> **Exercise**
Could you find every line in the entries below that holds the word "CallMode" and copy it?
-- Records for processing follows --
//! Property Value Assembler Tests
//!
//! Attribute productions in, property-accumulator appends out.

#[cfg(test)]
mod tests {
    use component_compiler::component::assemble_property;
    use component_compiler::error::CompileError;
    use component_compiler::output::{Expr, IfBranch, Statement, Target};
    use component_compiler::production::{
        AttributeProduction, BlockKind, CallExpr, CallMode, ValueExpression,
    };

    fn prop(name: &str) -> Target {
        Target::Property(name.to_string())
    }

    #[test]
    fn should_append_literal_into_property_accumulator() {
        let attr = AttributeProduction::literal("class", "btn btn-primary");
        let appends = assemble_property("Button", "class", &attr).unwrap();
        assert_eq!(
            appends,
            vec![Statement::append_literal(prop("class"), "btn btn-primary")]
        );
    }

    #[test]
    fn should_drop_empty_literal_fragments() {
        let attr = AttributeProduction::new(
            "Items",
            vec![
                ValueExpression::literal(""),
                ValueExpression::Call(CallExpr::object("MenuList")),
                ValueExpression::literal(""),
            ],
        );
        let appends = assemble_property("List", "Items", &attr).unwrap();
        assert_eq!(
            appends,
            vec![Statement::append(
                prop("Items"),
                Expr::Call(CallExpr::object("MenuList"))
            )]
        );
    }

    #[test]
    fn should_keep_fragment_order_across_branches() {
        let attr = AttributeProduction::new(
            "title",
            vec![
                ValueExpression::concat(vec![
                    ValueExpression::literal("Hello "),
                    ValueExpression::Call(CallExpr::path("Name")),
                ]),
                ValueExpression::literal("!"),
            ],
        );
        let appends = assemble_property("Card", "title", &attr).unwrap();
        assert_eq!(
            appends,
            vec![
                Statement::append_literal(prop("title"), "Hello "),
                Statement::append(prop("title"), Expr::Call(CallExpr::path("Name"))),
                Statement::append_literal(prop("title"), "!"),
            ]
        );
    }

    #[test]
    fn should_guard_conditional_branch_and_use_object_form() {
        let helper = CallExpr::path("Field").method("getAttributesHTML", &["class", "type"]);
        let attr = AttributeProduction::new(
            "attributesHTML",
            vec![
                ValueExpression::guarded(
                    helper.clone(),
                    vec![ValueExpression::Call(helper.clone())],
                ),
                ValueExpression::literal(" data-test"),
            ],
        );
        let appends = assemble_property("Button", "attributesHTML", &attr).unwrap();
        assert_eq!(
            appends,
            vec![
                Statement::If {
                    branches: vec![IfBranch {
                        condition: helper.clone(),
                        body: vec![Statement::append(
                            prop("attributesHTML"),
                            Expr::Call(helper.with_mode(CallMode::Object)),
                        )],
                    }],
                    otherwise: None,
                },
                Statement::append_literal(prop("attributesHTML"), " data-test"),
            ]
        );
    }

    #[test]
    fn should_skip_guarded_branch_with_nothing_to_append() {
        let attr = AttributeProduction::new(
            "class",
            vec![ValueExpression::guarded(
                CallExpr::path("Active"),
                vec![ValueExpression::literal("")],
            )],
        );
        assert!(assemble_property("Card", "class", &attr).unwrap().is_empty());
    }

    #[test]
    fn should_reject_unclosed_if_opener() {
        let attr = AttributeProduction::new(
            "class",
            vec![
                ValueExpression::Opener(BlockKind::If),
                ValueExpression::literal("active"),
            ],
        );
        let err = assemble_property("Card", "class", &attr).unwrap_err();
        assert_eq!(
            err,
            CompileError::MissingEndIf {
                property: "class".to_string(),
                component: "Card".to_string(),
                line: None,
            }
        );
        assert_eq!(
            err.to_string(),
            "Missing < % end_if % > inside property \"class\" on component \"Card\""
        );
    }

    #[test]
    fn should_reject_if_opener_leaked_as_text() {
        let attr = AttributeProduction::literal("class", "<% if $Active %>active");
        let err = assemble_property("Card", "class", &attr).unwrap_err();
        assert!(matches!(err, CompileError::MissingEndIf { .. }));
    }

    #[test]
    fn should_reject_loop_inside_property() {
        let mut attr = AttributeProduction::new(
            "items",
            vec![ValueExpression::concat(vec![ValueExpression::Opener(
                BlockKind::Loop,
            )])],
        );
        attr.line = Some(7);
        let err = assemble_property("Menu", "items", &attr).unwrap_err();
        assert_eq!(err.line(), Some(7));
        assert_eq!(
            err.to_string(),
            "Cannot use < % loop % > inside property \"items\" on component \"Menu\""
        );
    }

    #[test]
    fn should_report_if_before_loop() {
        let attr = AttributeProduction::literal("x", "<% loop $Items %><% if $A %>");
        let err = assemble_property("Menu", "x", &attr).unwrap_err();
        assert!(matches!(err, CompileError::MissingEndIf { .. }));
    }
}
-- Records for processing concluded --
> **Exercise output**
        AttributeProduction, BlockKind, CallExpr, CallMode, ValueExpression,
                            Expr::Call(helper.with_mode(CallMode::Object)),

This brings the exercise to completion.